During my art school days we went on a rail trip to the Tate Gallery to see a major Pop Art exhibition, which was very influential. I filled up loads of doodle books in 1968 and the one I am currently going through includes this pastiche in the style of Roy Lichtenstein.

L.
16.1.2021 (1622 hr)

Blip #3349 (#3099 + 250 archived blips taken 27.8.1960-18.3.2010)
Consecutive Blip #000
Blips/Extras In 2021 #006/265 + #000/100 Extras
Day #3948 (854 gaps from 26.3.2010)
LOTD #2492 (#2333 + 159 in archived blips)
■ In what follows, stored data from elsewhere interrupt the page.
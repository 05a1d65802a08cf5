use serde::Deserialize;
use std::path::Path;

/// Process configuration from the environment. Secrets and endpoints live
/// here; schedule tuning lives in `TuningConfig` (argus.toml).
#[derive(Debug, Clone)]
pub struct AppConfig {
    pub db_path: String,
    pub bind_addr: String,
    pub llm: Option<LlmConfig>,
    pub geocoder: Option<GeocoderConfig>,
    pub jwt_secret: Option<String>,
    pub admin_api_key: Option<String>,
    pub cors_origins: String,
    pub heartbeat_secs: u64,
}

#[derive(Debug, Clone)]
pub struct LlmConfig {
    pub url: String,
    pub api_key: String,
    pub model: String,
    pub temperature: f64,
    pub max_tokens: u32,
}

#[derive(Debug, Clone)]
pub struct GeocoderConfig {
    pub url: String,
    pub rate_limit_ms: u64,
}

impl AppConfig {
    pub fn from_env() -> Self {
        let llm = std::env::var("ARGUS_LLM_URL").ok().map(|url| LlmConfig {
            url,
            api_key: std::env::var("ARGUS_LLM_API_KEY").unwrap_or_default(),
            model: std::env::var("ARGUS_LLM_MODEL")
                .unwrap_or_else(|_| "gpt-4o-mini".to_string()),
            temperature: std::env::var("ARGUS_LLM_TEMPERATURE")
                .ok()
                .and_then(|v| v.parse().ok())
                .unwrap_or(0.2),
            max_tokens: std::env::var("ARGUS_LLM_MAX_TOKENS")
                .ok()
                .and_then(|v| v.parse().ok())
                .unwrap_or(512),
        });
        let geocoder = std::env::var("ARGUS_GEOCODER_URL")
            .ok()
            .map(|url| GeocoderConfig {
                url,
                rate_limit_ms: std::env::var("ARGUS_GEOCODER_RATE_LIMIT_MS")
                    .ok()
                    .and_then(|v| v.parse().ok())
                    .unwrap_or(1000),
            });
        Self {
            db_path: std::env::var("ARGUS_DB").unwrap_or_else(|_| "./argus.db".to_string()),
            bind_addr: std::env::var("ARGUS_BIND").unwrap_or_else(|_| "0.0.0.0:8080".to_string()),
            llm,
            geocoder,
            jwt_secret: std::env::var("ARGUS_JWT_SECRET").ok(),
            admin_api_key: std::env::var("ARGUS_ADMIN_API_KEY").ok(),
            cors_origins: std::env::var("ARGUS_CORS_ORIGINS").unwrap_or_else(|_| "*".to_string()),
            heartbeat_secs: std::env::var("ARGUS_HEARTBEAT_SECS")
                .ok()
                .and_then(|v| v.parse().ok())
                .unwrap_or(30),
        }
    }
}

/// Schedule and fusion tuning loaded from `argus.toml`.
#[derive(Debug, Clone, Deserialize, Default)]
pub struct TuningConfig {
    #[serde(default)]
    pub ingest: IngestTuning,
    #[serde(default)]
    pub fusion: FusionTuning,
    #[serde(default)]
    pub retention: RetentionTuning,
    #[serde(default)]
    pub enrichment: EnrichmentTuning,
}

#[derive(Debug, Clone, Deserialize)]
pub struct IngestTuning {
    /// Worker wake-up cadence; per-source intervals gate actual fetches.
    #[serde(default = "default_ingest_tick_secs")]
    pub tick_secs: u64,
    /// In-flight fetches per source type.
    #[serde(default = "default_fetch_concurrency")]
    pub fetch_concurrency: usize,
    #[serde(default = "default_fetch_timeout_secs")]
    pub fetch_timeout_secs: u64,
}

impl Default for IngestTuning {
    fn default() -> Self {
        Self {
            tick_secs: default_ingest_tick_secs(),
            fetch_concurrency: default_fetch_concurrency(),
            fetch_timeout_secs: default_fetch_timeout_secs(),
        }
    }
}

#[derive(Debug, Clone, Deserialize)]
pub struct FusionTuning {
    #[serde(default = "default_fusion_interval_mins")]
    pub interval_mins: u64,
    #[serde(default = "default_window_hours")]
    pub window_hours: i64,
    #[serde(default = "default_similarity_threshold")]
    pub similarity_threshold: f64,
}

impl Default for FusionTuning {
    fn default() -> Self {
        Self {
            interval_mins: default_fusion_interval_mins(),
            window_hours: default_window_hours(),
            similarity_threshold: default_similarity_threshold(),
        }
    }
}

#[derive(Debug, Clone, Deserialize)]
pub struct RetentionTuning {
    #[serde(default = "default_retention_interval_mins")]
    pub interval_mins: u64,
    /// Soft-deleted rows are purged after this many days.
    #[serde(default = "default_grace_days")]
    pub grace_days: i64,
    /// Fallback event retention when no org configures one. None keeps forever.
    #[serde(default)]
    pub default_event_retention_days: Option<i64>,
}

impl Default for RetentionTuning {
    fn default() -> Self {
        Self {
            interval_mins: default_retention_interval_mins(),
            grace_days: default_grace_days(),
            default_event_retention_days: None,
        }
    }
}

#[derive(Debug, Clone, Deserialize)]
pub struct EnrichmentTuning {
    /// Process-wide cap on concurrent LLM calls.
    #[serde(default = "default_llm_concurrency")]
    pub llm_concurrency: usize,
    #[serde(default = "default_llm_timeout_secs")]
    pub llm_timeout_secs: u64,
    #[serde(default = "default_dossier_refresh_mins")]
    pub dossier_refresh_mins: u64,
}

impl Default for EnrichmentTuning {
    fn default() -> Self {
        Self {
            llm_concurrency: default_llm_concurrency(),
            llm_timeout_secs: default_llm_timeout_secs(),
            dossier_refresh_mins: default_dossier_refresh_mins(),
        }
    }
}

fn default_ingest_tick_secs() -> u64 {
    60
}

fn default_fetch_concurrency() -> usize {
    4
}

fn default_fetch_timeout_secs() -> u64 {
    30
}

fn default_fusion_interval_mins() -> u64 {
    120
}

fn default_window_hours() -> i64 {
    24
}

fn default_similarity_threshold() -> f64 {
    0.6
}

fn default_retention_interval_mins() -> u64 {
    60
}

fn default_grace_days() -> i64 {
    7
}

fn default_llm_concurrency() -> usize {
    8
}

fn default_llm_timeout_secs() -> u64 {
    20
}

fn default_dossier_refresh_mins() -> u64 {
    15
}

impl TuningConfig {
    /// Load from a TOML file. Returns defaults if the file doesn't exist.
    pub fn load(path: impl AsRef<Path>) -> anyhow::Result<Self> {
        let path = path.as_ref();
        if !path.exists() {
            tracing::info!("tuning file not found at {}, using defaults", path.display());
            return Ok(Self::default());
        }
        let contents = std::fs::read_to_string(path)?;
        let config: TuningConfig = toml::from_str(&contents)?;
        tracing::info!("loaded tuning from {}", path.display());
        Ok(config)
    }
}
Taken with Nikon Coolpix P900 (24-2000mm equivalent bridge camera)

Doodle series
Art series
Abstracts And Experiments series

Lozarhythm Of The Day:
Fleetwood Mac - Rhiannon (Early Take) (recorded January 1975, Hollywood CA)
Having been a big fan of British blues band Peter Green's Fleetwood Mac, who I'd been lucky enough to see live, I lost interest in them after he left the band in 1970 and as they moved away from the blues. When Lindsay Buckingham and his girlfriend Stevie Nicks were drafted in as a job lot to front the band my disdain was total. They had even become the kind of band of whom Whispering Bob Harris would approve, and that can never be a good thing.
The problem was that, viewed as a new entity, a largely American band that happened to have a British rhythm section, the songs were annoyingly melodic and memorable, well played, catchy and infectious. Rhiannon (Will You Ever Win) was probably the first to win me over, and I now own the album Fleetwood Mac and others. This early version comes from a deluxe edition of the album. A different performance with far fewer overdubs.
According to Wikipedia, "Nicks discovered the Rhiannon character in the early 1970s through a novel called Triad by Mary Bartlet Leader. The novel is about a woman named Branwen who is possessed by another woman named Rhiannon. There is mention of the Welsh legend of Rhiannon in the novel, but the characters in the novel bear little resemblance to their original Welsh namesakes (both Rhiannon and Branwen are major female characters in the medieval Welsh prose tales of the Mabinogion).
After writing the song, Nicks learned that Rhiannon originated from a Welsh goddess, and was amazed that the haunting song lyrics applied to the Welsh Rhiannon as well. Nicks researched the Mabinogion story and began work on a Rhiannon project, unsure of whether it would become a movie, a musical, a cartoon or a ballet."